> REQUIRED ACTION: Go through each line of the records below and count those with the word "Errors". Give only the count.
** Opening EXTRACTED RECORDS block **
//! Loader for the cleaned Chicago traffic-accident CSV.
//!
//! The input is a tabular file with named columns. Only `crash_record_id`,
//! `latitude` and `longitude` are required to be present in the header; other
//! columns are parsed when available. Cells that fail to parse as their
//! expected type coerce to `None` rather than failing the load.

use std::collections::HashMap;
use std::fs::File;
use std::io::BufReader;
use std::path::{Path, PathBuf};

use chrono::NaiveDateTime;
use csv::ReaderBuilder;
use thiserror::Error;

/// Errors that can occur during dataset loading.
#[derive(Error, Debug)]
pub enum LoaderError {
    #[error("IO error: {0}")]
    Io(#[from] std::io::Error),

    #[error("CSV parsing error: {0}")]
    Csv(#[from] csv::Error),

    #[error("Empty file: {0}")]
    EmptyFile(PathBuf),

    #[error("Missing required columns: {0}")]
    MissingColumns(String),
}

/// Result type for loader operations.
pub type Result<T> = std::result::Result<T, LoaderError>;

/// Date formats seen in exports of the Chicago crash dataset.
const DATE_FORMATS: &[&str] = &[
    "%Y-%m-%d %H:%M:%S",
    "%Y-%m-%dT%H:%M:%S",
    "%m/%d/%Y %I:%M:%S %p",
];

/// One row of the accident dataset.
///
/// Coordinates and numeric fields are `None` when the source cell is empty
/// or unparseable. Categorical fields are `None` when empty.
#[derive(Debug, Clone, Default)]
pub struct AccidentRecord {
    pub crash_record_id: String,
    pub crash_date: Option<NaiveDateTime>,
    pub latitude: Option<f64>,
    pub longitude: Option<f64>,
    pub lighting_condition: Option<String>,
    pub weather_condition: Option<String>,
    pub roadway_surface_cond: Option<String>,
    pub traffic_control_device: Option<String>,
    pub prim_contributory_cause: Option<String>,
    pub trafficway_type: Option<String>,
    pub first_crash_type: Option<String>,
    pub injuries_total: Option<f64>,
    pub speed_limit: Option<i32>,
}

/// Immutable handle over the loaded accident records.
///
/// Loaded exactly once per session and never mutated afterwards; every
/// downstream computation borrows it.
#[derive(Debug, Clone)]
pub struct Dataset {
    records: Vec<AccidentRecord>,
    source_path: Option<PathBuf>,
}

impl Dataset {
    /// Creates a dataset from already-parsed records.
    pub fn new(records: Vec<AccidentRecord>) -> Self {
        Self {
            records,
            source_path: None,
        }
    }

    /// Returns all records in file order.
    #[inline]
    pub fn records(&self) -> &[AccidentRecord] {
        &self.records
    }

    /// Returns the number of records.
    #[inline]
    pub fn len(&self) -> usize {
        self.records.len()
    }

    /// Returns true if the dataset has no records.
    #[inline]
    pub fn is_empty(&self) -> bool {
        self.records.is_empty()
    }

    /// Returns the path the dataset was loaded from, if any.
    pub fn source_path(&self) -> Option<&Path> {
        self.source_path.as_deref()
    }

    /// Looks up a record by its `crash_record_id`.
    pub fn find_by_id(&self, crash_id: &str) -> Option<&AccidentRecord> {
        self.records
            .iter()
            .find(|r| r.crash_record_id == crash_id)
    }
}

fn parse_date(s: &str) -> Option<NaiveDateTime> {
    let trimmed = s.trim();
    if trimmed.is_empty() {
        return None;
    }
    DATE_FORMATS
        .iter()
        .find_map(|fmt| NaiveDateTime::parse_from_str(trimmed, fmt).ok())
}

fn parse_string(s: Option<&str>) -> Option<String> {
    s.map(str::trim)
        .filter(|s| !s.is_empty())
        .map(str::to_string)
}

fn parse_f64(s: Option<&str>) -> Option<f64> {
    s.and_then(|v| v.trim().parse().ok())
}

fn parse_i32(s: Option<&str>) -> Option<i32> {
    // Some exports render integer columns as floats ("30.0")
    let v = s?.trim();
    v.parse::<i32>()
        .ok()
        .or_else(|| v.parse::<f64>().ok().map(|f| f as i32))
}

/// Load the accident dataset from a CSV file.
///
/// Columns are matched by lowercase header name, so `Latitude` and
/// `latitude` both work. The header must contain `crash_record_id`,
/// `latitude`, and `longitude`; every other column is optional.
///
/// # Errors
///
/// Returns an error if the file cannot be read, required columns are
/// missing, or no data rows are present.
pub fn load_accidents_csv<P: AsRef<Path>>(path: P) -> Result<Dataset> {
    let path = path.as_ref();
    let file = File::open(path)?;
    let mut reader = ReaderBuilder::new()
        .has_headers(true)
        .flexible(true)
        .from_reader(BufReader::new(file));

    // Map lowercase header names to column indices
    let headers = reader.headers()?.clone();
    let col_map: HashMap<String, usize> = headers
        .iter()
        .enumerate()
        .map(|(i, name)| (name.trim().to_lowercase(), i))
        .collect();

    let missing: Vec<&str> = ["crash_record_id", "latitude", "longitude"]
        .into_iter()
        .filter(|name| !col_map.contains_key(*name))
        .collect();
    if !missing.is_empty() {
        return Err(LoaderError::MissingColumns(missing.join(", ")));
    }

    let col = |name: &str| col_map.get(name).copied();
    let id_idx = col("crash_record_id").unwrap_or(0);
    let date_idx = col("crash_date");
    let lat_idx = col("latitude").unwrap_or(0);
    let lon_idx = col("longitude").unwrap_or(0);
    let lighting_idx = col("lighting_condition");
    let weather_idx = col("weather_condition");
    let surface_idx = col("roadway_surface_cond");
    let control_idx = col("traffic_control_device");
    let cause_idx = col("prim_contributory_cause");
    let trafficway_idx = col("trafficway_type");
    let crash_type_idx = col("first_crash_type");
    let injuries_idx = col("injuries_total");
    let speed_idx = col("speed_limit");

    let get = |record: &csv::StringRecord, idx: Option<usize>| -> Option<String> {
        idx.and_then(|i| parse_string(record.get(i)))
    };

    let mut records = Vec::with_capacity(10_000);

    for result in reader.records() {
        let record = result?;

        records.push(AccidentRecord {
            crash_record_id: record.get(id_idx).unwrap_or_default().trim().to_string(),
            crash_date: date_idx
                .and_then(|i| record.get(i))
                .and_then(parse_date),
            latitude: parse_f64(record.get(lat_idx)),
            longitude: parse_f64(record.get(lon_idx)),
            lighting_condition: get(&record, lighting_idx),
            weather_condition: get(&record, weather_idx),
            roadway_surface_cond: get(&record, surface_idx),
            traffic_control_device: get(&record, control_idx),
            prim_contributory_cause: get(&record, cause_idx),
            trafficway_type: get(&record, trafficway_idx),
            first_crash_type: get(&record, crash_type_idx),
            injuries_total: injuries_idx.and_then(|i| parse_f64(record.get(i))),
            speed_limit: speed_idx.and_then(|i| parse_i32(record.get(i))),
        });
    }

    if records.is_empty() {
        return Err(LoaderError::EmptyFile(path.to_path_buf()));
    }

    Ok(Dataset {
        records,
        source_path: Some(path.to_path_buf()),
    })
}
** Closing EXTRACTED RECORDS block **
> TASK OUTPUT: 2